* Exercise description: Please copy every line of the records below that holds the word "PageSession".

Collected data
--

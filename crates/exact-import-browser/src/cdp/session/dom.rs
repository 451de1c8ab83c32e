//! DOM operations for CDP page session.

use std::path::Path;

use serde_json::json;

use crate::cdp::error::CdpError;
use crate::cdp::protocol::BoxModel;

use super::core::PageSession;

impl PageSession {
    /// Node id of the document root.
    pub async fn document_node(&self) -> Result<i64, CdpError> {
        let result = self
            .call("DOM.getDocument", Some(json!({"depth": 0})))
            .await?;

        result["root"]["nodeId"]
            .as_i64()
            .ok_or_else(|| CdpError::InvalidResponse("Missing root nodeId".to_string()))
    }

    /// Query selector.
    pub async fn query_selector(&self, selector: &str) -> Result<Option<i64>, CdpError> {
        let root = self.document_node().await?;

        let result = self
            .call(
                "DOM.querySelector",
                Some(json!({
                    "nodeId": root,
                    "selector": selector,
                })),
            )
            .await?;

        let node_id = result["nodeId"].as_i64().unwrap_or(0);
        if node_id == 0 {
            Ok(None)
        } else {
            Ok(Some(node_id))
        }
    }

    async fn require_selector(&self, selector: &str) -> Result<i64, CdpError> {
        self.query_selector(selector)
            .await?
            .ok_or_else(|| CdpError::ElementNotFound(selector.to_string()))
    }

    /// Get box model for node. `None` when the node is not rendered.
    pub async fn get_box_model(&self, node_id: i64) -> Result<Option<BoxModel>, CdpError> {
        let result = self
            .call("DOM.getBoxModel", Some(json!({"nodeId": node_id})))
            .await;

        match result {
            Ok(r) => {
                let model: BoxModel = serde_json::from_value(r["model"].clone())?;
                Ok(Some(model))
            }
            Err(CdpError::Protocol { code: -32000, .. }) => Ok(None),
            Err(e) => Err(e),
        }
    }

    /// Focus element by selector.
    pub async fn focus_selector(&self, selector: &str) -> Result<(), CdpError> {
        let node_id = self.require_selector(selector).await?;
        self.call("DOM.focus", Some(json!({"nodeId": node_id})))
            .await?;
        Ok(())
    }

    /// Click on element by selector.
    pub async fn click_selector(&self, selector: &str) -> Result<(), CdpError> {
        let node_id = self.require_selector(selector).await?;

        self.call("DOM.scrollIntoViewIfNeeded", Some(json!({"nodeId": node_id})))
            .await?;

        let (x, y) = self
            .get_box_model(node_id)
            .await?
            .and_then(|model| model.center())
            .ok_or_else(|| CdpError::ElementNotFound(format!("{} (not visible)", selector)))?;

        self.click(x, y).await
    }

    /// Attach a local file to an `<input type="file">`.
    pub async fn set_file_input_files(&self, selector: &str, file: &Path) -> Result<(), CdpError> {
        let node_id = self.require_selector(selector).await?;

        self.call(
            "DOM.setFileInputFiles",
            Some(json!({
                "nodeId": node_id,
                "files": [file.to_string_lossy()],
            })),
        )
        .await?;
        Ok(())
    }
}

--

* Written response:
use super::core::PageSession;
impl PageSession {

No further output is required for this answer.